* WORK INSTRUCTIONS
Please output every entry below precisely as written.

(DATASET)

use crate::domain::{OutPoint, PoolRole};
use crate::foundation::util::encoding::parse_hex_32bytes;
use crate::infrastructure::config::types::AppConfig;

const MAX_PERCENT: u32 = 100;

impl AppConfig {
    /// Every problem found, not just the first.
    pub fn validate(&self) -> Result<(), Vec<String>> {
        let mut errors = Vec::new();
        let pool = &self.pool;

        if pool.max_pool_transactions < 2 {
            errors.push("pool.max_pool_transactions must be at least 2".to_string());
        }
        if pool.queue_timeout_secs == 0 {
            errors.push("pool.queue_timeout_secs must be > 0".to_string());
        }
        if pool.signing_timeout_secs == 0 {
            errors.push("pool.signing_timeout_secs must be > 0".to_string());
        }
        if pool.charge_fees_percent > MAX_PERCENT {
            errors.push(format!("pool.charge_fees_percent cannot exceed {}", MAX_PERCENT));
        }
        if pool.random_fee_percent > MAX_PERCENT {
            errors.push(format!("pool.random_fee_percent cannot exceed {}", MAX_PERCENT));
        }
        if pool.collateral_amount == 0 {
            errors.push("pool.collateral_amount must be > 0".to_string());
        }
        if pool.pool_max_amount <= pool.collateral_amount {
            errors.push("pool.pool_max_amount must exceed pool.collateral_amount".to_string());
        }
        if pool.max_relay_attempts == 0 {
            errors.push("pool.max_relay_attempts must be > 0".to_string());
        }
        if self.runtime.tick_interval_ms == 0 {
            errors.push("runtime.tick_interval_ms must be > 0".to_string());
        }
        if self.runtime.peer_id.trim().is_empty() {
            errors.push("runtime.peer_id must not be empty".to_string());
        }

        if pool.role == PoolRole::Coordinator {
            match self.identity.secret_key_hex.as_deref() {
                None => errors.push("identity.secret_key_hex is required when pool.role=coordinator".to_string()),
                Some(hex) if parse_hex_32bytes(hex).is_err() => {
                    errors.push("identity.secret_key_hex must be 32 bytes of hex".to_string())
                }
                Some(_) => {}
            }
            match self.identity.collateral_outpoint.as_deref() {
                None => errors.push("identity.collateral_outpoint is required when pool.role=coordinator".to_string()),
                Some(value) if value.parse::<OutPoint>().is_err() => {
                    errors.push(format!("invalid identity.collateral_outpoint: {}", value))
                }
                Some(_) => {}
            }
        }

        if errors.is_empty() {
            Ok(())
        } else {
            Err(errors)
        }
    }
}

(End DATASET)

* FINISHED EXERCISE
use crate::domain::{OutPoint, PoolRole};
use crate::foundation::util::encoding::parse_hex_32bytes;
use crate::infrastructure::config::types::AppConfig;

const MAX_PERCENT: u32 = 100;

impl AppConfig {
    /// Every problem found, not just the first.
    pub fn validate(&self) -> Result<(), Vec<String>> {
        let mut errors = Vec::new();
        let pool = &self.pool;

        if pool.max_pool_transactions < 2 {
            errors.push("pool.max_pool_transactions must be at least 2".to_string());
        }
        if pool.queue_timeout_secs == 0 {
            errors.push("pool.queue_timeout_secs must be > 0".to_string());
        }
        if pool.signing_timeout_secs == 0 {
            errors.push("pool.signing_timeout_secs must be > 0".to_string());
        }
        if pool.charge_fees_percent > MAX_PERCENT {
            errors.push(format!("pool.charge_fees_percent cannot exceed {}", MAX_PERCENT));
        }
        if pool.random_fee_percent > MAX_PERCENT {
            errors.push(format!("pool.random_fee_percent cannot exceed {}", MAX_PERCENT));
        }
        if pool.collateral_amount == 0 {
            errors.push("pool.collateral_amount must be > 0".to_string());
        }
        if pool.pool_max_amount <= pool.collateral_amount {
            errors.push("pool.pool_max_amount must exceed pool.collateral_amount".to_string());
        }
        if pool.max_relay_attempts == 0 {
            errors.push("pool.max_relay_attempts must be > 0".to_string());
        }
        if self.runtime.tick_interval_ms == 0 {
            errors.push("runtime.tick_interval_ms must be > 0".to_string());
        }
        if self.runtime.peer_id.trim().is_empty() {
            errors.push("runtime.peer_id must not be empty".to_string());
        }

        if pool.role == PoolRole::Coordinator {
            match self.identity.secret_key_hex.as_deref() {
                None => errors.push("identity.secret_key_hex is required when pool.role=coordinator".to_string()),
                Some(hex) if parse_hex_32bytes(hex).is_err() => {
                    errors.push("identity.secret_key_hex must be 32 bytes of hex".to_string())
                }
                Some(_) => {}
            }
            match self.identity.collateral_outpoint.as_deref() {
                None => errors.push("identity.collateral_outpoint is required when pool.role=coordinator".to_string()),
                Some(value) if value.parse::<OutPoint>().is_err() => {
                    errors.push(format!("invalid identity.collateral_outpoint: {}", value))
                }
                Some(_) => {}
            }
        }

        if errors.is_empty() {
            Ok(())
        } else {
            Err(errors)
        }
    }
}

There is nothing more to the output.